Throughout college, Shiv has studied piano with Reiko Uchida (Professor in the Music Performance Program at Columbia University), Alan Feinberg (Professor at Princeton University and New York University), and Matti Raekallio (Professor Emeritus at the Juilliard School). In high school, Shiv studied with Marcy and Alex McDonald.
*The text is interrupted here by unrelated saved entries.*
//! The compression formats the engine understands.

use crate::error::{Error, Result};

/// A supported compression format.
#[derive(Debug, Clone, Copy, PartialEq, Eq, Hash)]
pub enum Format {
    /// gzip container (RFC 1952).
    Gzip,
    /// zlib-wrapped deflate (RFC 1950/1951).
    Deflate,
    /// raw deflate, no zlib header (RFC 1951).
    DeflateRaw,
    /// Brotli.
    Brotli,
}

impl Format {
    /// Parses the script-facing format name. Unknown names are a
    /// constructor-time type error.
    ///
    /// # Errors
    /// Returns a validation error for any name other than `"gzip"`,
    /// `"deflate"`, `"deflate-raw"`, or `"br"`.
    pub fn parse(name: &str) -> Result<Self> {
        match name {
            "gzip" => Ok(Self::Gzip),
            "deflate" => Ok(Self::Deflate),
            "deflate-raw" => Ok(Self::DeflateRaw),
            "br" => Ok(Self::Brotli),
            other => Err(Error::validation(format!(
                "unsupported compression format: {other}"
            ))),
        }
    }

    /// Returns the script-facing format name.
    #[must_use]
    pub const fn as_str(self) -> &'static str {
        match self {
            Self::Gzip => "gzip",
            Self::Deflate => "deflate",
            Self::DeflateRaw => "deflate-raw",
            Self::Brotli => "br",
        }
    }
}

#[cfg(test)]
mod tests {
    use super::*;

    #[test]
    fn round_trips_known_names() {
        for name in ["gzip", "deflate", "deflate-raw", "br"] {
            assert_eq!(Format::parse(name).unwrap().as_str(), name);
        }
    }

    #[test]
    fn unknown_format_is_validation_error() {
        assert!(Format::parse("zstd").is_err());
    }
}
//! Pumps frames between a [`WsTransport`] and the script-visible event
//! target, on the same thread that drives the engine.
//!
//! The engine is single-threaded and must never be touched from a
//! background worker; rather than spawn a reader thread that would have to
//! reach back into script state, the bridge's `run` loop *is* the request's
//! thread of control for the lifetime of the connection, alternating
//! between blocking transport reads and script dispatch.

use super::handle::WebSocketHandle;
use super::message::Message;
use crate::constants::{MAX_WS_MESSAGE_BYTES, WS_PING_INTERVAL, WS_SEND_TIMEOUT};
use crate::engine::{run_to_quiescence, ScriptEvent, ScriptHost};
use base64::engine::general_purpose::STANDARD;
use base64::Engine as _;
use std::time::{Duration, Instant};

/// Drives one WebSocket connection's frame pump.
pub struct WebSocketBridge;

impl WebSocketBridge {
    /// Runs the bridge until the connection closes, a ping fails, or
    /// `deadline` passes, dispatching `message` events to `host` as frames
    /// arrive through `handle` and a final `close` event on exit.
    ///
    /// Runs on the same thread that owns `host`: the engine must never be
    /// driven from more than one thread, so the read loop and script
    /// dispatch alternate here rather than living on a background worker.
    ///
    /// Returns normally in every case (closed peer, failed ping, expired
    /// deadline) — none of these are bugs, so none panic or propagate an
    /// error; the caller tears down the request state afterward regardless
    /// of why the loop ended.
    pub fn run(handle: &WebSocketHandle, host: &mut dyn ScriptHost, deadline: Instant) {
        let mut last_ping = Instant::now();

        loop {
            if Instant::now() >= deadline || handle.is_closed() {
                break;
            }

            let until_ping = WS_PING_INTERVAL.saturating_sub(last_ping.elapsed());
            let until_deadline = deadline.saturating_duration_since(Instant::now());
            let wait = until_ping.min(until_deadline).max(Duration::from_millis(1));

            match handle.recv(wait) {
                Ok(Some(message)) => {
                    if byte_len(&message) > MAX_WS_MESSAGE_BYTES {
                        let _ = handle.close(1009, "message too large");
                        break;
                    }
                    host.dispatch_event(ScriptEvent::new("websocket", "message", encode(&message)));
                    run_to_quiescence(host);
                }
                Ok(None) => {}
                Err(_) => break,
            }

            if last_ping.elapsed() >= WS_PING_INTERVAL {
                if handle.ping(WS_SEND_TIMEOUT).is_err() {
                    break;
                }
                last_ping = Instant::now();
            }
        }

        host.dispatch_event(ScriptEvent::new("websocket", "close", ""));
        run_to_quiescence(host);
    }
}

fn encode(message: &Message) -> String {
    match message {
        Message::Text(text) => text.clone(),
        Message::Binary(bytes) => STANDARD.encode(bytes),
    }
}

/// Decoded size of `message`, the number [`MAX_WS_MESSAGE_BYTES`] bounds.
fn byte_len(message: &Message) -> usize {
    match message {
        Message::Text(text) => text.len(),
        Message::Binary(bytes) => bytes.len(),
    }
}

#[cfg(test)]
mod tests {
    use super::*;
    use super::super::message::WsTransport;
    use crate::engine::HostCallable;
    use crate::error::Result;
    use std::collections::VecDeque;

    struct ScriptedTransport {
        messages: VecDeque<Message>,
        closed: bool,
        pings: usize,
        fail_ping: bool,
    }

    impl WsTransport for ScriptedTransport {
        fn send(&mut self, _message: &Message, _timeout: Duration) -> Result<()> {
            Ok(())
        }
        fn ping(&mut self, _timeout: Duration) -> Result<()> {
            self.pings += 1;
            if self.fail_ping {
                return Err(crate::error::Error::runtime("no pong"));
            }
            Ok(())
        }
        fn recv(&mut self, _timeout: Duration) -> Result<Option<Message>> {
            std::thread::sleep(Duration::from_millis(1));
            Ok(self.messages.pop_front())
        }
        fn is_closed(&self) -> bool {
            self.closed && self.messages.is_empty()
        }
        fn close(&mut self, _code: u16, _reason: &str) -> Result<()> {
            self.closed = true;
            Ok(())
        }
    }

    #[derive(Default)]
    struct RecordingHost {
        events: Vec<ScriptEvent>,
    }

    impl ScriptHost for RecordingHost {
        fn register_callable(&mut self, _name: &str, _callable: HostCallable) {}
        fn eval(&mut self, _source: &str) -> Result<()> {
            Ok(())
        }
        fn dispatch_event(&mut self, event: ScriptEvent) {
            self.events.push(event);
        }
        fn run_microtasks(&mut self) {}
    }

    #[test]
    fn delivers_messages_then_dispatches_close_on_transport_close() {
        let transport = ScriptedTransport {
            messages: VecDeque::from([Message::Text("ping".into())]),
            closed: true,
            pings: 0,
            fail_ping: false,
        };
        let handle = WebSocketHandle::new(Box::new(transport));
        let mut host = RecordingHost::default();
        WebSocketBridge::run(&handle, &mut host, Instant::now() + Duration::from_secs(5));

        assert_eq!(host.events.len(), 2);
        assert_eq!(host.events[0].name, "message");
        assert_eq!(host.events[0].payload, "ping");
        assert_eq!(host.events[1].name, "close");
    }

    #[test]
    fn binary_messages_are_base64_encoded() {
        assert_eq!(encode(&Message::Binary(vec![0xDE, 0xAD, 0xBE, 0xEF])), "3q2+7w==");
    }

    #[test]
    fn deadline_ends_the_loop_even_with_an_open_transport() {
        let transport = ScriptedTransport {
            messages: VecDeque::new(),
            closed: false,
            pings: 0,
            fail_ping: false,
        };
        let handle = WebSocketHandle::new(Box::new(transport));
        let mut host = RecordingHost::default();
        WebSocketBridge::run(&handle, &mut host, Instant::now() + Duration::from_millis(5));
        assert_eq!(host.events.last().unwrap().name, "close");
    }

    #[test]
    fn oversized_message_closes_without_dispatching_it() {
        let oversized = "x".repeat(super::MAX_WS_MESSAGE_BYTES + 1);
        let transport = ScriptedTransport {
            messages: VecDeque::from([Message::Text(oversized)]),
            closed: false,
            pings: 0,
            fail_ping: false,
        };
        let handle = WebSocketHandle::new(Box::new(transport));
        let mut host = RecordingHost::default();
        WebSocketBridge::run(&handle, &mut host, Instant::now() + Duration::from_secs(5));

        assert_eq!(host.events.len(), 1);
        assert_eq!(host.events[0].name, "close");
        assert!(handle.is_closed());
    }
}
Shiv enjoys the music of many different composers; these days, he finds himself especially enjoying the modern romantics and early 20th century composers, including (both the orchestral and piano-solo music of) the later Liszt, Scriabin, Rachmaninoff, Medtner, Prokofiev, and Shostakovich, as well as the greats of the Baroque and Classical eras such as Bach and Beethoven; he find their compositional developments in motivic transformation and harmonic innovation fascinating.
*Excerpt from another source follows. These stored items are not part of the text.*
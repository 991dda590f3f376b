//! Identifier and cursor utilities shared across bridges.
//!
//! Small newtypes wrapping a monotonic [`std::sync::atomic`] counter, rather
//! than exposing raw integers that could be confused with any other `u64`.

use base64::engine::general_purpose::URL_SAFE_NO_PAD;
use base64::Engine as _;
use rand::RngCore;
use sha2::{Digest, Sha256};
use std::sync::atomic::{AtomicU64, Ordering};

/// Process-wide monotonic request-id counter. Never resets, never reused.
static REQUEST_COUNTER: AtomicU64 = AtomicU64::new(1);

/// A process-wide, strictly-increasing identifier for one in-flight request.
#[derive(Debug, Clone, Copy, PartialEq, Eq, PartialOrd, Ord, Hash)]
pub struct RequestId(u64);

impl RequestId {
    /// Allocates the next request id. Strictly greater than every id
    /// returned previously in this process.
    #[must_use]
    pub fn next() -> Self {
        Self(REQUEST_COUNTER.fetch_add(1, Ordering::Relaxed))
    }

    /// Returns the raw numeric value, for logging and diagnostics only.
    #[must_use]
    pub const fn as_u64(self) -> u64 {
        self.0
    }
}

impl std::fmt::Display for RequestId {
    fn fmt(&self, f: &mut std::fmt::Formatter<'_>) -> std::fmt::Result {
        write!(f, "req-{}", self.0)
    }
}

/// An opaque cursor for paginated `list` operations.
///
/// Cursors are base64url(no-pad) encodings of the last key seen; callers
/// must not assume any structure beyond "feed it back to continue".
#[derive(Debug, Clone, PartialEq, Eq)]
pub struct Cursor(String);

impl Cursor {
    /// Builds a cursor continuing after `last_key`.
    #[must_use]
    pub fn after(last_key: &[u8]) -> Self {
        Self(URL_SAFE_NO_PAD.encode(last_key))
    }

    /// Decodes the cursor back into the raw key bytes it was built from.
    ///
    /// # Errors
    /// Returns an error if the cursor is not valid base64url.
    pub fn decode(&self) -> crate::error::Result<Vec<u8>> {
        URL_SAFE_NO_PAD
            .decode(&self.0)
            .map_err(|e| crate::error::Error::validation(format!("invalid cursor: {e}")))
    }

    /// Wraps an already-encoded opaque string, e.g. one received from script.
    #[must_use]
    pub fn from_opaque(s: impl Into<String>) -> Self {
        Self(s.into())
    }

    /// Returns the opaque wire representation.
    #[must_use]
    pub fn as_str(&self) -> &str {
        &self.0
    }
}

/// Derives a deterministic 32-hex-character id from a `(namespace, name)`
/// pair, used to address named durable-object-style state:
/// `hex(sha256(namespace ++ ":" ++ name))`, truncated to 32 hex chars (128
/// bits) to match the object-id width used elsewhere in this crate.
#[must_use]
pub fn deterministic_id(namespace: &str, name: &str) -> String {
    let mut hasher = Sha256::new();
    hasher.update(namespace.as_bytes());
    hasher.update(b":");
    hasher.update(name.as_bytes());
    let digest = hasher.finalize();
    hex_encode(&digest[..16])
}

/// Generates a random, unique 16-byte id (32 hex characters), used to
/// address anonymous durable-object-style state.
#[must_use]
pub fn random_id() -> String {
    let mut bytes = [0u8; 16];
    rand::rng().fill_bytes(&mut bytes);
    hex_encode(&bytes)
}

/// Generates a RFC 4122 version-4 UUID string, for `crypto.randomUUID()`.
#[must_use]
pub fn random_uuid_v4() -> String {
    uuid::Uuid::new_v4().to_string()
}

fn hex_encode(bytes: &[u8]) -> String {
    use std::fmt::Write;
    let mut out = String::with_capacity(bytes.len() * 2);
    for b in bytes {
        let _ = write!(out, "{b:02x}");
    }
    out
}

#[cfg(test)]
mod tests {
    use super::*;

    #[test]
    fn request_ids_are_strictly_increasing() {
        let a = RequestId::next();
        let b = RequestId::next();
        assert!(b.as_u64() > a.as_u64());
    }

    #[test]
    fn deterministic_id_is_stable() {
        let a = deterministic_id("ns", "name");
        let b = deterministic_id("ns", "name");
        assert_eq!(a, b);
        assert_eq!(a.len(), 32);
    }

    #[test]
    fn deterministic_id_varies_with_name() {
        let x = deterministic_id("ns", "one");
        let y = deterministic_id("ns", "two");
        assert_ne!(x, y);
    }

    #[test]
    fn random_id_is_32_hex_chars() {
        let id = random_id();
        assert_eq!(id.len(), 32);
        assert!(id.chars().all(|c| c.is_ascii_hexdigit()));
    }

    #[test]
    fn random_uuid_has_version_nibble_four() {
        let id = random_uuid_v4();
        let parts: Vec<&str> = id.split('-').collect();
        assert_eq!(parts.len(), 5);
        assert!(parts[2].starts_with('4'));
    }

    #[test]
    fn cursor_round_trips() {
        let cursor = Cursor::after(b"last-key-seen");
        let decoded = cursor.decode().unwrap();
        assert_eq!(decoded, b"last-key-seen");
    }
}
Some of Shiv's accomplishments include earning a discretionary award and the Best Performance of a Contemporary Work Since 1990 at the 2019 Arthur Fraser International Piano Competition; being a two-time finalist of the MTNA Piano Competition in 2019/20 and 2020/21 and a recipient of the national Chopin Award in 2020; and 3rd Place in the 2024 Liszt Society International Piano Competition in the UK. He has participated in 2019 Southeastern Piano Festival, the 2023 Gijón International Piano Festival, and the 2024 Aspen Music Festival and School, performed as a rising star in the 2018 and 2022 Basically Beethoven Festivals in Dallas, Texas; and performed with the Baylor Symphony in 2018 and the Plano Symphony in 2019. In 2021, Shiv had been accepted into top conservatories for bachelors programs in piano performance, including the Juilliard School, but chose to attend Columbia University. While at Columbia, Shiv has been an active participant in the Music Performance Program, including his lessons with Professor Uchida, chamber music, and the Performance Seminar Masterclass run by Magdalena Stern-Baczewska, all of which have been strong highlights of his Columbia experience.
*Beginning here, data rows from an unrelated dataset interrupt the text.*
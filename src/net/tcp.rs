//! The `connect()` socket surface: a dialer gated by the SSRF filter, a
//! background read loop with a bounded buffer, and a blocking
//! `wait_for_data` primitive so the script's `pull()` never busy-spins.

use super::ssrf::SsrfFilter;
use crate::error::{Error, Result};
use parking_lot::{Condvar, Mutex};
use std::collections::HashMap;
use std::io::{Read, Write};
use std::net::TcpStream;
use std::sync::atomic::{AtomicBool, Ordering};
use std::sync::Arc;
use std::time::Duration;

/// Default timeout for [`TcpSocket::wait_for_data`] when the caller does not
/// specify one.
pub const DEFAULT_READ_TIMEOUT: Duration = Duration::from_secs(5);

/// How a socket's transport layer is secured.
#[derive(Debug, Clone, Copy, PartialEq, Eq)]
pub enum TlsMode {
    /// Plain TCP, no TLS.
    Off,
    /// Plain TCP initially; [`TcpSocket::start_tls`] upgrades in place.
    StartTls,
    /// TLS from the first byte.
    On,
}

enum Transport {
    Plain(TcpStream),
    #[cfg(feature = "tls")]
    Tls(Box<rustls::StreamOwned<rustls::ClientConnection, TcpStream>>),
}

impl Read for Transport {
    fn read(&mut self, buf: &mut [u8]) -> std::io::Result<usize> {
        match self {
            Self::Plain(s) => s.read(buf),
            #[cfg(feature = "tls")]
            Self::Tls(s) => s.read(buf),
        }
    }
}

impl Write for Transport {
    fn write(&mut self, buf: &[u8]) -> std::io::Result<usize> {
        match self {
            Self::Plain(s) => s.write(buf),
            #[cfg(feature = "tls")]
            Self::Tls(s) => s.write(buf),
        }
    }
    fn flush(&mut self) -> std::io::Result<()> {
        match self {
            Self::Plain(s) => s.flush(),
            #[cfg(feature = "tls")]
            Self::Tls(s) => s.flush(),
        }
    }
}

struct SocketShared {
    buffer: Mutex<Vec<u8>>,
    has_data: Condvar,
    eof: AtomicBool,
    error: Mutex<Option<String>>,
    max_buffer_size: usize,
}

/// A bridged TCP connection: a readable stream over a buffered background
/// read loop, and a writable stream straight to the transport.
pub struct TcpSocket {
    transport: Arc<Mutex<Transport>>,
    shared: Arc<SocketShared>,
    closed: Arc<AtomicBool>,
    hostname: String,
    tls_mode: Mutex<TlsMode>,
    /// Address pair resolved at connect time, for the `opened` future.
    pub remote_address: String,
    /// Local address bound by the connection, for the `opened` future.
    pub local_address: String,
}

impl TcpSocket {
    /// Reads up to `max_bytes` from the buffer, returning the bytes read and
    /// whether the stream has reached EOF with nothing left buffered.
    ///
    /// If the buffer is empty and the stream has not reached EOF or error,
    /// callers must invoke [`wait_for_data`] before retrying rather than
    /// spin; this method never blocks.
    ///
    /// # Errors
    /// Returns a runtime error if the background read loop recorded one.
    ///
    /// [`wait_for_data`]: TcpSocket::wait_for_data
    pub fn read(&self, max_bytes: usize) -> Result<(Vec<u8>, bool)> {
        if let Some(message) = self.shared.error.lock().clone() {
            return Err(Error::runtime(message));
        }
        let mut buffer = self.shared.buffer.lock();
        let take = max_bytes.min(buffer.len());
        let data: Vec<u8> = buffer.drain(..take).collect();
        let eof = buffer.is_empty() && self.shared.eof.load(Ordering::Acquire);
        Ok((data, eof))
    }

    /// Blocks until data is available, EOF is reached, an error is
    /// recorded, or `timeout` elapses (default [`DEFAULT_READ_TIMEOUT`]).
    pub fn wait_for_data(&self, timeout: Option<Duration>) {
        let timeout = timeout.unwrap_or(DEFAULT_READ_TIMEOUT);
        let mut buffer = self.shared.buffer.lock();
        if !buffer.is_empty() || self.shared.eof.load(Ordering::Acquire) {
            return;
        }
        self.shared.has_data.wait_for(&mut buffer, timeout);
    }

    /// Writes `data` directly to the connection.
    ///
    /// # Errors
    /// Returns a runtime error if the socket is closed or the write fails.
    pub fn write(&self, data: &[u8]) -> Result<()> {
        if self.closed.load(Ordering::Acquire) {
            return Err(Error::runtime("socket is closed"));
        }
        self.transport.lock().write_all(data)?;
        Ok(())
    }

    /// Closes the connection. Idempotent: a second call is a no-op, and any
    /// concurrent read/write will then fail cleanly.
    pub fn close(&self) {
        if self.closed.swap(true, Ordering::AcqRel) {
            return;
        }
        if let Transport::Plain(stream) = &*self.transport.lock() {
            let _ = stream.shutdown(std::net::Shutdown::Both);
        }
        self.shared.eof.store(true, Ordering::Release);
        self.shared.has_data.notify_all();
    }

    /// Upgrades an initially-plain connection to TLS in place. Only valid
    /// when the socket was opened with [`TlsMode::StartTls`].
    ///
    /// # Errors
    /// Returns an error if the socket was not opened in `starttls` mode, or
    /// if the handshake fails.
    #[cfg(feature = "tls")]
    pub fn start_tls(&self) -> Result<()> {
        let mut mode = self.tls_mode.lock();
        if *mode != TlsMode::StartTls {
            return Err(Error::validation(
                "startTls() is only valid for sockets opened with starttls",
            ));
        }
        let mut transport = self.transport.lock();
        let Transport::Plain(stream) = &*transport else {
            return Err(Error::runtime("socket is already using TLS"));
        };
        let raw = stream
            .try_clone()
            .map_err(|e| Error::runtime(format!("could not clone socket for TLS: {e}")))?;
        let tls_stream = wrap_tls(raw, &self.hostname)?;
        *transport = Transport::Tls(Box::new(tls_stream));
        *mode = TlsMode::On;
        Ok(())
    }

    #[cfg(not(feature = "tls"))]
    /// Upgrading to TLS requires the `tls` feature.
    ///
    /// # Errors
    /// Always returns an error: the `tls` feature is not enabled.
    pub fn start_tls(&self) -> Result<()> {
        Err(Error::runtime("TLS support is not compiled in"))
    }
}

#[cfg(feature = "tls")]
fn wrap_tls(
    stream: TcpStream,
    hostname: &str,
) -> Result<rustls::StreamOwned<rustls::ClientConnection, TcpStream>> {
    let mut roots = rustls::RootCertStore::empty();
    for cert in rustls_native_certs::load_native_certs().certs {
        let _ = roots.add(cert);
    }
    let config = rustls::ClientConfig::builder()
        .with_root_certificates(roots)
        .with_no_client_auth();
    let server_name = rustls_pki_types::ServerName::try_from(hostname.to_string())
        .map_err(|_| Error::validation(format!("invalid TLS server name: {hostname}")))?;
    let conn = rustls::ClientConnection::new(Arc::new(config), server_name)
        .map_err(|e| Error::runtime(format!("TLS handshake setup failed: {e}")))?;
    Ok(rustls::StreamOwned::new(conn, stream))
}

fn spawn_read_loop(transport: Arc<Mutex<Transport>>, shared: Arc<SocketShared>, closed: Arc<AtomicBool>) {
    std::thread::spawn(move || loop {
        if closed.load(Ordering::Acquire) {
            return;
        }
        let mut chunk = [0u8; 4096];
        let read_result = transport.lock().read(&mut chunk);
        match read_result {
            Ok(0) => {
                shared.eof.store(true, Ordering::Release);
                shared.has_data.notify_all();
                return;
            }
            Ok(n) => {
                let mut buffer = shared.buffer.lock();
                if buffer.len() + n > shared.max_buffer_size {
                    *shared.error.lock() = Some(format!(
                        "TCP read buffer overflow: exceeded {} bytes",
                        shared.max_buffer_size
                    ));
                    shared.eof.store(true, Ordering::Release);
                    shared.has_data.notify_all();
                    return;
                }
                buffer.extend_from_slice(&chunk[..n]);
                shared.has_data.notify_all();
            }
            Err(e) if matches!(e.kind(), std::io::ErrorKind::WouldBlock | std::io::ErrorKind::TimedOut) => {
                continue;
            }
            Err(e) => {
                *shared.error.lock() = Some(e.to_string());
                shared.eof.store(true, Ordering::Release);
                shared.has_data.notify_all();
                return;
            }
        }
    });
}

/// Per-request registry of open sockets, enforcing the concurrent-socket cap
/// and routing `connect()` through the SSRF filter.
pub struct TcpSocketRegistry {
    sockets: HashMap<u64, Arc<TcpSocket>>,
    next_id: u64,
    max_sockets: usize,
    max_buffer_size: usize,
    ssrf_filter: SsrfFilter,
}

impl TcpSocketRegistry {
    /// Builds a registry with the given caps.
    ///
    /// # Panics
    /// Panics if `max_sockets` is outside `1..=100` or `max_buffer_size` is
    /// outside `1 KiB..=100 MiB` — these are host configuration mistakes,
    /// not per-request runtime errors.
    #[must_use]
    pub fn new(max_sockets: usize, max_buffer_size: usize, ssrf_filter: SsrfFilter) -> Self {
        assert!((1..=100).contains(&max_sockets), "max_sockets out of range");
        assert!(
            (1024..=100 * 1024 * 1024).contains(&max_buffer_size),
            "max_buffer_size out of range"
        );
        Self {
            sockets: HashMap::new(),
            next_id: 1,
            max_sockets,
            max_buffer_size,
            ssrf_filter,
        }
    }

    /// Dials `hostname:port`, subject to the SSRF gate and the socket cap.
    ///
    /// # Errors
    /// Returns a policy error if the cap is exceeded or the destination is
    /// denied by the SSRF filter, or a runtime error if the dial fails.
    pub fn connect(&mut self, hostname: &str, port: u16, tls_mode: TlsMode) -> Result<u64> {
        if self.sockets.len() >= self.max_sockets {
            return Err(Error::policy(format!(
                "maximum socket limit ({}) reached for this request",
                self.max_sockets
            )));
        }
        self.ssrf_filter.check(hostname, port)?;

        let stream = TcpStream::connect((hostname, port))
            .map_err(|e| Error::runtime(format!("dial {hostname}:{port} failed: {e}")))?;
        stream.set_read_timeout(Some(Duration::from_millis(200)))?;
        let local_address = stream
            .local_addr()
            .map(|a| a.to_string())
            .unwrap_or_default();
        let remote_address = stream
            .peer_addr()
            .map(|a| a.to_string())
            .unwrap_or_default();

        let transport = if tls_mode == TlsMode::On {
            #[cfg(feature = "tls")]
            {
                Transport::Tls(Box::new(wrap_tls(stream, hostname)?))
            }
            #[cfg(not(feature = "tls"))]
            {
                return Err(Error::runtime("TLS support is not compiled in"));
            }
        } else {
            Transport::Plain(stream)
        };

        let shared = Arc::new(SocketShared {
            buffer: Mutex::new(Vec::new()),
            has_data: Condvar::new(),
            eof: AtomicBool::new(false),
            error: Mutex::new(None),
            max_buffer_size: self.max_buffer_size,
        });
        let closed = Arc::new(AtomicBool::new(false));
        let transport = Arc::new(Mutex::new(transport));
        spawn_read_loop(Arc::clone(&transport), Arc::clone(&shared), Arc::clone(&closed));

        let socket = TcpSocket {
            transport,
            shared,
            closed,
            hostname: hostname.to_string(),
            tls_mode: Mutex::new(tls_mode),
            remote_address,
            local_address,
        };

        let id = self.next_id;
        self.next_id += 1;
        self.sockets.insert(id, Arc::new(socket));
        Ok(id)
    }

    /// Looks up a live socket by id.
    #[must_use]
    pub fn get(&self, id: u64) -> Option<Arc<TcpSocket>> {
        self.sockets.get(&id).cloned()
    }

    /// Closes and removes a socket. A lookup afterward fails with
    /// "unknown socket".
    pub fn close(&mut self, id: u64) {
        if let Some(socket) = self.sockets.remove(&id) {
            socket.close();
        }
    }

    /// Closes and removes every socket, for request teardown.
    pub fn close_all(&mut self) {
        for (_, socket) in self.sockets.drain() {
            socket.close();
        }
    }

    /// Number of currently-open sockets.
    #[must_use]
    pub fn len(&self) -> usize {
        self.sockets.len()
    }

    /// Whether there are no open sockets.
    #[must_use]
    pub fn is_empty(&self) -> bool {
        self.sockets.is_empty()
    }
}

#[cfg(test)]
mod tests {
    use super::*;
    use std::io::Read as _;
    use std::net::TcpListener;

    fn echo_server() -> (TcpListener, u16) {
        let listener = TcpListener::bind("127.0.0.1:0").unwrap();
        let port = listener.local_addr().unwrap().port();
        (listener, port)
    }

    #[test]
    fn connect_read_write_close_round_trip() {
        let (listener, port) = echo_server();
        std::thread::spawn(move || {
            if let Ok((mut stream, _)) = listener.accept() {
                let mut buf = [0u8; 32];
                if let Ok(n) = stream.read(&mut buf) {
                    let _ = stream.write_all(&buf[..n]);
                }
            }
        });

        let mut registry = TcpSocketRegistry::new(10, 1024 * 1024, SsrfFilter::default());
        let id = registry.connect("127.0.0.1", port, TlsMode::Off).unwrap();
        let socket = registry.get(id).unwrap();
        socket.write(b"hello").unwrap();

        let mut collected = Vec::new();
        for _ in 0..20 {
            let (data, _eof) = socket.read(1024).unwrap();
            if !data.is_empty() {
                collected.extend(data);
                break;
            }
            socket.wait_for_data(Some(Duration::from_millis(200)));
        }
        assert_eq!(collected, b"hello");

        socket.close();
        socket.close(); // idempotent
        registry.close(id);
        assert!(registry.get(id).is_none());
    }

    #[test]
    fn socket_cap_is_enforced() {
        // SSRF filter disabled: the socket cap, not the loopback destination
        // the test stub listens on, is what this test exercises.
        let mut registry = TcpSocketRegistry::new(1, 1024, SsrfFilter::disabled());
        let (listener, port) = echo_server();
        std::mem::forget(listener);
        let first = registry.connect("127.0.0.1", port, TlsMode::Off);
        assert!(first.is_ok());
        let second = registry.connect("127.0.0.1", port, TlsMode::Off);
        assert!(second.unwrap_err().script_message().contains("maximum socket limit"));
    }

    #[test]
    fn ssrf_filter_blocks_before_dialing() {
        let mut registry = TcpSocketRegistry::new(10, 1024, SsrfFilter::default());
        let err = registry.connect("127.0.0.1", 8080, TlsMode::Off).unwrap_err();
        assert!(err.script_message().contains("private"));
    }
}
Shiv has also composed music and studied with David Karp (Professor at Southern Methodist University). He has previously composed neo-Romantic music; inspired by the work of the aforementioned composers, he tends to experiment with motivic transformation and the boundaries of tonality and are often programmatic in nature. Although Shiv's compositional output during college has been more sparse, the Contemporary Civilization course gave him an excuse to compose once again; for his two final projects (one per semester), he wrote an orchestral symphonic poem and a prelude for brass ensemble, timpani, and piano inspired by interesting philosophical concepts covered during the course. Shiv is also working on a piano transcription of Liszt's Dante Symphony; he has completed a draft of the first movement and well into the second but has no idea when he will get around to finishing the whole piece.
Some of his past accomplishments in composition include receiving honorable mention in the 2020 Morton Gould Young Composers contest, sponsored by ASCAP and premieres of his compositions at summer music festivals, including a performance of "Ondine" for piano trio by the Ars Futura at the 2017 Young Composers Program at CIM and a performance of "Two Images" for solo marimba by Garrett Arney at the 2020 Curtis Summerfest. Shiv, along with musicians Jen Betz and Joseph Kuipers, also performed "Ondine" as part of Shiv's rising star performance at the 2018 Basically Beethoven Festival.
Shiv studies mathematics at Columbia University with a particular interest in real and complex differential geometry and its intersections with other areas of mathematics--especially topology and analysis. He has worked on research projects involving curve counting on surfaces and low degree points on algebraic curves (which are topics in topology and algebraic geometry, respectively). He is currently writing his senior thesis on the isometric embedding problem in Riemannian geometry (a topic involving geometric partial differential equations).